If you look at figure 1, the mean intake of kcal per day seems to be around 70. If you look at the energy density of the diet in table 1, it’s about 4.72 kcal/g, so that puts the weight of daily diet at 14.83g. So the test groups were .5%,1.2% and 2.4% calcium as percentage of diet, putting calcium intake at .074g, .177g, and .355g. In weight terms, this is .343 g/kg, .819g/kg, and 1.643g/kg. So converting rat to human dose, we divide each by 6.2 and get
HED:
Normal Calcium: .055g/kg
High calcium: .132g/kg
Very high calcium: 0.265g/kg

For Vitamin D, the doses are 1000 iu/kg diet, 4000 iu/kg diet, and 10000 iu/kg diet.
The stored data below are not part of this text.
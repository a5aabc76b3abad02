use clap::{Parser, Subcommand};
use std::path::PathBuf;

#[derive(Parser)]
#[command(name = "lexi-gateway")]
#[command(about = "Credit-metered gateway for multiple LLM providers")]
#[command(version = env!("CARGO_PKG_VERSION"))]
pub struct Cli {
    #[command(subcommand)]
    pub command: Option<Commands>,

    /// Configuration file path
    #[arg(short, long)]
    pub config: Option<PathBuf>,

    /// Enable debug logging
    #[arg(short, long)]
    pub debug: bool,
}

#[derive(Subcommand)]
pub enum Commands {
    /// Run the HTTP gateway
    Serve {
        /// Address to bind, overriding server.bind
        #[arg(short, long)]
        bind: Option<String>,
    },

    /// List configured models
    Models,

    /// Show a user's credit balance
    Balance {
        #[arg(short, long)]
        user: String,
    },

    /// Add credit to a user's account
    Recharge {
        #[arg(short, long)]
        user: String,

        /// Amount of credit to add
        #[arg(short, long)]
        amount: String,
    },
}
use async_trait::async_trait;
use parking_lot::Mutex;
use std::collections::HashMap;

use crate::error::Result;
use crate::storage::ledger::{AccountUpdate, CreditAccount, LedgerStore, Transaction};

#[derive(Default)]
struct MemoryState {
    accounts: HashMap<String, CreditAccount>,
    transactions: Vec<Transaction>,
}

/// Process-local ledger store. Data is lost when the process exits.
#[derive(Default)]
pub struct MemoryLedgerStore {
    state: Mutex<MemoryState>,
}

impl MemoryLedgerStore {
    pub fn new() -> Self {
        Self::default()
    }

    pub fn account_count(&self) -> usize {
        self.state.lock().accounts.len()
    }
}

#[async_trait]
impl LedgerStore for MemoryLedgerStore {
    async fn get_account(&self, user_id: &str) -> Result<Option<CreditAccount>> {
        Ok(self.state.lock().accounts.get(user_id).cloned())
    }

    async fn create_account(&self, account: &CreditAccount) -> Result<bool> {
        let mut state = self.state.lock();
        if state.accounts.contains_key(&account.user_id) {
            return Ok(false);
        }
        state.accounts.insert(account.user_id.clone(), account.clone());
        Ok(true)
    }

    async fn commit(&self, update: &AccountUpdate) -> Result<bool> {
        let mut state = self.state.lock();
        match state.accounts.get_mut(&update.account.user_id) {
            Some(current) if current.version == update.expected_version => {
                *current = update.account.clone();
            }
            _ => return Ok(false),
        }
        state.transactions.push(update.transaction.clone());
        Ok(true)
    }

    async fn list_transactions(&self, user_id: &str) -> Result<Vec<Transaction>> {
        Ok(self
            .state
            .lock()
            .transactions
            .iter()
            .filter(|t| t.user_id == user_id)
            .cloned()
            .collect())
    }
}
With daily intake of 14.83g, this puts the rat doses at 14.83 iu per day, 59.32 iu per day, and 148.3 iu per day. In weight terms, this is 68.7 iu/kg, 274 iu/kg, 686.6 iu/kg. So
HED: (Vitamin D)
Normal diet: 11.08 iu/kg
High calcium diet: 44.2 iu/kg
Very High Calcium diet: 110.7 iu/kg

The calcium values are fairly insane, so I’d invite anyone to double check my work or try to utilize a different method. But the vitamin d values are fairly reasonable and something you’d probably get with normal supplementation.